The Invisible Drain on Your Company’s Culture
Here’s a hard business truth: no workplace is free of the ravages of distrust. Anyone who’s ever held a job knows the frustrations that emerge when coworkers don’t trust each other—the miscommunications, rivalries, inefficiencies, morale problems, and turnover that in the end distract people from their work and make life stressful. And ultimately, research shows, cost money.
Dr. Mark Scullard, a PhD psychologist who serves as senior director of product innovation for Wiley’s Workplace Learning Solutions, has studied distrust in the workplace and found its source: individual insecurity. It’s not insecurity itself that’s the problem, though; it’s our drive to cover it up.
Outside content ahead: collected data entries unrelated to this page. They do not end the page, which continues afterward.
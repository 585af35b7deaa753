// Discount Card - app/session.rs
//
// The filter-and-search session: current selection, cached dropdown choices,
// and the search/export operations over one provider store.
//
// Cascade rules:
// - A dimension's choices depend only on pins strictly before it.
// - Pinning or clearing a dimension resets everything after it to "All" and
//   recomputes those choices in cascade order.
// - Each change is computed into temporaries and committed only when every
//   query succeeded, so a store failure never leaves a half-applied cascade.

use crate::core::export::{export_to_dir, ExportFormat, ExportOutcome};
use crate::core::filter::{build_choices, candidate_predicates, search_predicates};
use crate::core::model::{Choice, Dimension, ProviderRecord, Selection};
use crate::core::store::ProviderStore;
use crate::util::error::{ExportError, FilterError, StoreError};
use std::fmt;
use std::path::Path;

/// One filter-and-search session over a provider store.
pub struct FilterSession {
    store: Box<dyn ProviderStore>,
    selection: Selection,
    /// Dropdown contents, indexed by `Dimension::index`.
    choices: [Vec<Choice>; 5],
}

impl fmt::Debug for FilterSession {
    fn fmt(&self, f: &mut fmt::Formatter<'_>) -> fmt::Result {
        f.debug_struct("FilterSession")
            .field("store", &self.store.describe())
            .field("selection", &self.selection)
            .field("choices", &self.choices)
            .finish()
    }
}

impl FilterSession {
    /// Start a session: every dimension unconstrained and every choice list
    /// loaded. Fails if the store cannot be queried.
    pub fn new(store: Box<dyn ProviderStore>) -> Result<Self, StoreError> {
        let mut session = Self {
            store,
            selection: Selection::default(),
            choices: Default::default(),
        };
        session.choices = session.compute_choices(&Selection::default(), &Dimension::ALL)?;

        tracing::info!(
            store = %session.store.describe(),
            governorates = session.choices[0].len() - 1,
            "Filter session started"
        );
        Ok(session)
    }

    /// Sorted choices for `dimension` under `selection`, "All" first.
    ///
    /// Only pins before `dimension` in the cascade constrain the result.
    pub fn distinct_values(
        &self,
        dimension: Dimension,
        selection: &Selection,
    ) -> Result<Vec<Choice>, StoreError> {
        let predicates = candidate_predicates(dimension, selection);
        let values = self.store.distinct_values(dimension, &predicates)?;
        Ok(build_choices(values))
    }

    /// Pin `dimension` to `choice` (or clear it with `Choice::All`), reset
    /// everything downstream and reload the downstream choices.
    ///
    /// The value must be one of the current choices for the dimension. On
    /// error nothing changes.
    pub fn set_selection(&mut self, dimension: Dimension, choice: Choice) -> Result<(), FilterError> {
        if let Choice::Value(ref value) = choice {
            if !self.choices[dimension.index()].contains(&choice) {
                return Err(FilterError::UnobservedValue {
                    dimension: dimension.label(),
                    value: value.clone(),
                });
            }
        }

        let mut next = self.selection.clone();
        next.set(dimension, choice.as_value().map(str::to_string));
        next.clear_downstream(dimension);

        let mut recomputed = self.compute_choices(&next, dimension.downstream())?;

        tracing::debug!(
            dimension = dimension.label(),
            value = choice.label(),
            reset = dimension.downstream().len(),
            "Selection changed"
        );
        self.selection = next;
        for d in dimension.downstream() {
            self.choices[d.index()] = std::mem::take(&mut recomputed[d.index()]);
        }
        Ok(())
    }

    /// Clear every dimension and reload all choice lists.
    pub fn reset(&mut self) -> Result<(), StoreError> {
        let fresh = Selection::default();
        let choices = self.compute_choices(&fresh, &Dimension::ALL)?;
        self.selection = fresh;
        self.choices = choices;
        tracing::debug!("Selection reset");
        Ok(())
    }

    /// All records matching every pin in `selection`, in store order.
    ///
    /// No match is an empty Vec, not an error.
    pub fn search(&self, selection: &Selection) -> Result<Vec<ProviderRecord>, StoreError> {
        let predicates = search_predicates(selection);
        let rows = self.store.rows(&predicates)?;
        tracing::info!(
            pinned = predicates.len(),
            rows = rows.len(),
            "Search completed"
        );
        Ok(rows)
    }

    /// `search` with the session's own selection.
    pub fn search_current(&self) -> Result<Vec<ProviderRecord>, StoreError> {
        self.search(&self.selection)
    }

    /// Write the displayed `rows` to a new, uniquely named file in `dir`.
    pub fn export(
        &self,
        rows: &[ProviderRecord],
        dir: &Path,
        format: ExportFormat,
    ) -> Result<ExportOutcome, ExportError> {
        export_to_dir(rows, dir, format)
    }

    /// Current dropdown contents for `dimension`.
    pub fn choices(&self, dimension: Dimension) -> &[Choice] {
        &self.choices[dimension.index()]
    }

    /// The current selection.
    pub fn selection(&self) -> &Selection {
        &self.selection
    }

    /// Where the records come from, for status text and logs.
    pub fn store_description(&self) -> String {
        self.store.describe()
    }

    /// Choice lists for `dimensions` under `selection`, in the order given.
    /// Slots for dimensions not listed are left empty.
    fn compute_choices(
        &self,
        selection: &Selection,
        dimensions: &[Dimension],
    ) -> Result<[Vec<Choice>; 5], StoreError> {
        let mut out: [Vec<Choice>; 5] = Default::default();
        for &d in dimensions {
            out[d.index()] = self.distinct_values(d, selection)?;
        }
        Ok(out)
    }
}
In a new eBook, The Invisible Drain on Your Company’s Culture, Scullard traces the spread of dysfunctional behaviors at work to the secret self-doubts that beset each of us and outlines a solution.
Even the most enlightened of us, Scullard argues, has vulnerabilities, emotional needs, and irrational tendencies. Each of us has dark moments when we worry that we’re not progressing fast enough, we’re not equipped for our jobs, we’re not good enough. Insecurity is natural, human, and universal. And this inescapable human struggle, painful as it can be for individuals, is compounded in the workplace. Why? Because we hide it from each other. “Sure, I believe in this project,” we assure our colleagues. “Oh, yes, I appreciate Bob, too,” we say, when in fact he’s the competitor we fear most.
Toss a bunch of secretly insecure people together in an organization and, almost inevitably, you’ll get pretense, territorialism, blaming, gossip, stalling, and a host of familiar workplace misbehaviors that breed distrust. Over time, what Scullard terms the “corrosive effects of unmanaged insecurity” choke operations, and the results are performance problems allowed to fester, crucial product launches derailed, digital strategy mired in conflict, and quarterly results that miss the mark.
How does unmanaged insecurity show up every day at work? Without being aware of it, we all devote time to mediating our insecurities and those of our colleagues. We tell our boss we’re confident we can handle a tough challenge because we don’t want to expose our fears. When we’re scheduling a meeting, we consider who can’t be left out because they might feel slighted. We redo a colleague’s work rather than give him or her candid feedback. We add exclamation marks to our emails to make them seem friendlier. We take these tiny, semi-conscious actions to avoid acknowledging that we doubt ourselves and we sense others feel the same way.
Scullard is an expert not only on workplace insecurity but also on a respected set of solutions: the personality-based Everything DiSC® assessments and learning tools. He led the research behind the assessments, along with their validation, and continues to guide the development of workplace learning experiences based on DiSC. And what he’s discovered is that assessments such as DiSC®, accompanied by classroom training, allow people to recognize their own foibles, needs, and tendencies — and those of their colleagues. When people can be open about their insecurities, they’re able to accept them. And they’re able to see their colleagues as complex, idiosyncratic human beings with their own foibles, needs, and tendencies. The workplace becomes a no-fault, no-judgment zone, freeing coworkers to look beyond the differences that breed distrust if unacknowledged. And when everyone’s flaws and needs are brought to the surface, insecurity is no longer a destructive force that stunts relationships, poisons culture, and undermines business performance.
The Invisible Drain on Your Company’s Culture outlines how Everything DiSC assessment and training foster the understanding among colleagues necessary for good collaboration and ultimately good performance. The boss no longer seems like a jerk; instead, everyone knows he’s got a D style, which means he’s driven to succeed and afraid of losing control. Suddenly, he’s a vulnerable human being his colleagues can empathize with. And when he accepts his own insecurities, he can avoid giving in to his worst impulses. Where his inclination before might have been to yell, now he sees that that just scares people and makes them less likely to ask the challenging questions they need to ask in order to do good work.
In the 80-person office where Scullard has worked for 15 years, each person’s nameplate bears his or her DiSC style. “People go into meetings knowing their colleagues’ motivators and stressors,” he says. So if Jane resists a new idea, her colleagues don’t dismiss her as close-minded. They know she has a CS style and needs time to consider new approaches. Emotional needs are accepted as human, distrust is nipped in the bud, and everyone can get down to business.